In the previous article we talked about the basic snapshots operation : how to create, recall one and how we can manage them into a list in the snapshot page. We also discussed the recall time that can be used to create complex movements. Today we will examine the update mechanism and the version history system. We will also discuss how to update one change to many snapshots.
Editing snapshots, restore previous states and recovery from mistakes
Building a snapshot list when working on a live show is one step, being able to edit and update as the show is building is another.
Very simply, in SPAT Revolution, you can update a snapshot. In practice, this means that it will replace the content stored in the snapshot by the content of the sound scene that is currently ongoing.
To update a snapshot, you can either use the button on the bottom of the user interface (it is available in any context) or use the button in the snapshot page. The first button will update the snapshot that is currently recalled. The one from the item list will update the selected (highlighted from the list) snapshot.
In combination with the update feature, we also provide a versioning system. At the top right of the snapshot page sits a “Version history” panel. Select a snapshot and this panel will display up to ten previous versions.
This versioning system can serve several purposes:
- Do some quick A/B testing compare two sound scenery.
- Being able to modify content night after night on a tour, while being able to revert to a previous state if needed.
- Recover from a mistake!
Updating values to several snapshot
Imagine, halfway through the creation of all of your snapshots, you start to wonder if all your sources are not a bit too far away. If you are working on a big session with dozens of snapshots, editing each of them manually is a huge time loss.
To tackle this use case, we have designed a propagation system. In simple terms, when you change anything on a sound scene, you can choose to make this change propagate to any snapshots. This propagation can be done in two ways. It can either be absolute : the new position of a source will be the same for all propagated snapshots. The other option is to propagate using the trim values : the offset of the new position of the source is propagated to all selected snapshots.
To use the propagation system, you can click on the “propagate” button, at the bottom of the user interface, or use the one in the snapshot page. Doing so will open a pop-up window that let you select which snapshot to update and choose between the absolute or relative mode.
Imagine a scenario where, on a tour, for one night, the singer of a band wants to preserve his voice. So you have a gain offset of a few decibels. You could choose to propagate a gain offset on all your snapshots, but you will have to do the reverse action for the next night. In this case, the ideal choice is to use our “Relative recall” mode.
This mode can be activated by clicking on the “Relative recall” button at the bottom of the user interface or in the snapshot page. Once the mode is engaged, every change you make in the session will be relatively preserved on the next snapshot recall. This means that you could add three decibels of gain on the singer’s source, activate the relative recall mode and go through all the snapshots as usual. Even if the input gain of this source is modified by some snapshot, it will preserve the three decibel offset as long as the relative recall mode is activated. This can also be an easy way to accommodate various acoustics on a tour.

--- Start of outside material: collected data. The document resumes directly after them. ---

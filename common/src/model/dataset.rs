//! # Fused Dataset
//!
//! The root of a fusion run. Only the fusion engine constructs one; afterwards
//! it exposes nothing but shared references, so classification and projection
//! cannot alter what was fused.

use std::collections::{BTreeMap, BTreeSet};
use std::net::IpAddr;

use chrono::{DateTime, Utc};
use serde::Serialize;

use super::host::Host;

#[derive(Debug, Clone, PartialEq, Serialize)]
pub struct DatasetMetadata {
    /// Number of sources folded in, duplicates included.
    pub source_count: usize,
    /// Distinct provenance tags.
    pub sources: BTreeSet<String>,
    /// Distinct scan command lines recorded by the sources.
    pub commands: BTreeSet<String>,
    pub generated_at: DateTime<Utc>,
    pub host_count: usize,
    pub port_count: usize,
    /// Ports whose service name is known.
    pub service_count: usize,
}

#[derive(Debug, Clone, PartialEq)]
pub struct FusedDataset {
    hosts: BTreeMap<IpAddr, Host>,
    metadata: DatasetMetadata,
}

impl FusedDataset {
    pub fn new(
        hosts: BTreeMap<IpAddr, Host>,
        source_count: usize,
        commands: BTreeSet<String>,
        generated_at: DateTime<Utc>,
    ) -> Self {
        let sources: BTreeSet<String> = hosts
            .values()
            .flat_map(|h| h.sources.iter().cloned())
            .collect();
        let port_count = hosts.values().map(|h| h.ports.len()).sum();
        let service_count = hosts
            .values()
            .flat_map(|h| h.ports())
            .filter(|p| p.service.name.is_known())
            .count();

        let metadata = DatasetMetadata {
            source_count,
            sources,
            commands,
            generated_at,
            host_count: hosts.len(),
            port_count,
            service_count,
        };

        Self { hosts, metadata }
    }

    pub fn empty() -> Self {
        Self::new(BTreeMap::new(), 0, BTreeSet::new(), Utc::now())
    }

    /// Hosts in ascending IP order (IPv4 before IPv6).
    pub fn hosts(&self) -> impl Iterator<Item = &Host> {
        self.hosts.values()
    }

    pub fn host(&self, ip: &IpAddr) -> Option<&Host> {
        self.hosts.get(ip)
    }

    pub fn len(&self) -> usize {
        self.hosts.len()
    }

    pub fn is_empty(&self) -> bool {
        self.hosts.is_empty()
    }

    pub fn metadata(&self) -> &DatasetMetadata {
        &self.metadata
    }
}
use std::net::IpAddr;

use serde::Serialize;

use nfusion_common::model::{
    Finding, FindingSet, FusedDataset, HostStatus, OsFingerprint, PortState, Protocol,
    ScriptResult, Service,
};
use nfusion_common::policy::BusinessFunctions;

/// Everything known about one host, with findings attached where they apply.
#[derive(Debug, Clone, PartialEq, Serialize)]
pub struct HostDetail {
    pub ip: IpAddr,
    pub hostnames: Vec<String>,
    pub status: HostStatus,
    pub os: Option<OsFingerprint>,
    pub os_alternatives: Vec<OsFingerprint>,
    pub sources: Vec<String>,
    pub scripts: Vec<ScriptResult>,
    /// Findings about the host itself.
    pub findings: Vec<Finding>,
    pub ports: Vec<PortDetail>,
}

#[derive(Debug, Clone, PartialEq, Serialize)]
pub struct PortDetail {
    pub port: u16,
    pub protocol: Protocol,
    pub state: PortState,
    pub service: Service,
    /// `other` unless the policy names a function for the port number.
    pub business_function: String,
    pub scripts: Vec<ScriptResult>,
    pub sources: Vec<String>,
    pub findings: Vec<Finding>,
}

pub fn detail(
    dataset: &FusedDataset,
    findings: &FindingSet,
    business: &BusinessFunctions,
) -> Vec<HostDetail> {
    dataset
        .hosts()
        .map(|host| HostDetail {
            ip: host.ip,
            hostnames: host.hostnames.iter().cloned().collect(),
            status: host.status,
            os: host.os.clone(),
            os_alternatives: host.os_alternatives.iter().cloned().collect(),
            sources: host.sources.iter().cloned().collect(),
            scripts: host.scripts.iter().cloned().collect(),
            findings: findings.host_level(host.ip).cloned().collect(),
            ports: host
                .ports()
                .map(|port| PortDetail {
                    port: port.key.number,
                    protocol: port.key.protocol,
                    state: port.state,
                    service: port.service.clone(),
                    business_function: business.function_of(port.key.number).to_string(),
                    scripts: port.scripts.iter().cloned().collect(),
                    sources: port.sources.iter().cloned().collect(),
                    findings: findings.for_port(host.ip, port.key).cloned().collect(),
                })
                .collect(),
        })
        .collect()
}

Recalling snapshots from remote control
When doing live shows, we quickly have the need to synchronize sound, video, musicians presets and more. There are popular apps designed for this application, such as QLab. To keep things open in SPAT Revolution, we have implemented an OSC grammar for our snapshot system.
You recall a snapshot using this message :
/snapshot/recall index, time, RecallEffectiveSelection, RecallActualSelection, EnableSourcesRecall, EnableRoomsRecall, EnableMastersRecall
Fear not, we will explain everything from this OSC message. /snapshot/recall is the OSC address of our message, everything that follows are arguments. An argument is a value sent to dictate a particular behavior. In this case we can pass up to seven arguments:
index: is the index of the snapshot to recall
time: is the recall time, in seconds
RecallEffectiveSelectionrecall the selection of source in the snapshot
RecallActualSelectionrecall the snapshot only for selected sources
EnableSourceRecallrecalls source parameters
EnableRoomsRecallrecalls rooms parameters
EnableMastersRecallrecalls masters parameters
A few commentary on all of that :
- Only the two first arguments are mandatory!
- The index follows the OSC index defined in the snapshot list of the snapshot page. These indexes do not follow the order of the snapshots in the list. This means that reorganizing your snapshots does not break the OSC messages.
Here are two examples of snapshots recall via OSC:
/snapshot/recall 3, 1.5
This message recalls snapshot three in one second and a half. It follows the options defined in the snapshot list in regard to which parameter to recall.
/snapshot/recall 1, 2, false, false, true, true, false
This message recalls snapshot one in two seconds. It overrides the snapshot preferences and recalls source and room parameters.
Well, this is it for our snapshot journey. We hope that these two articles made all of these features clear enough for you to integrate them seamlessly into your next immersive audio creations.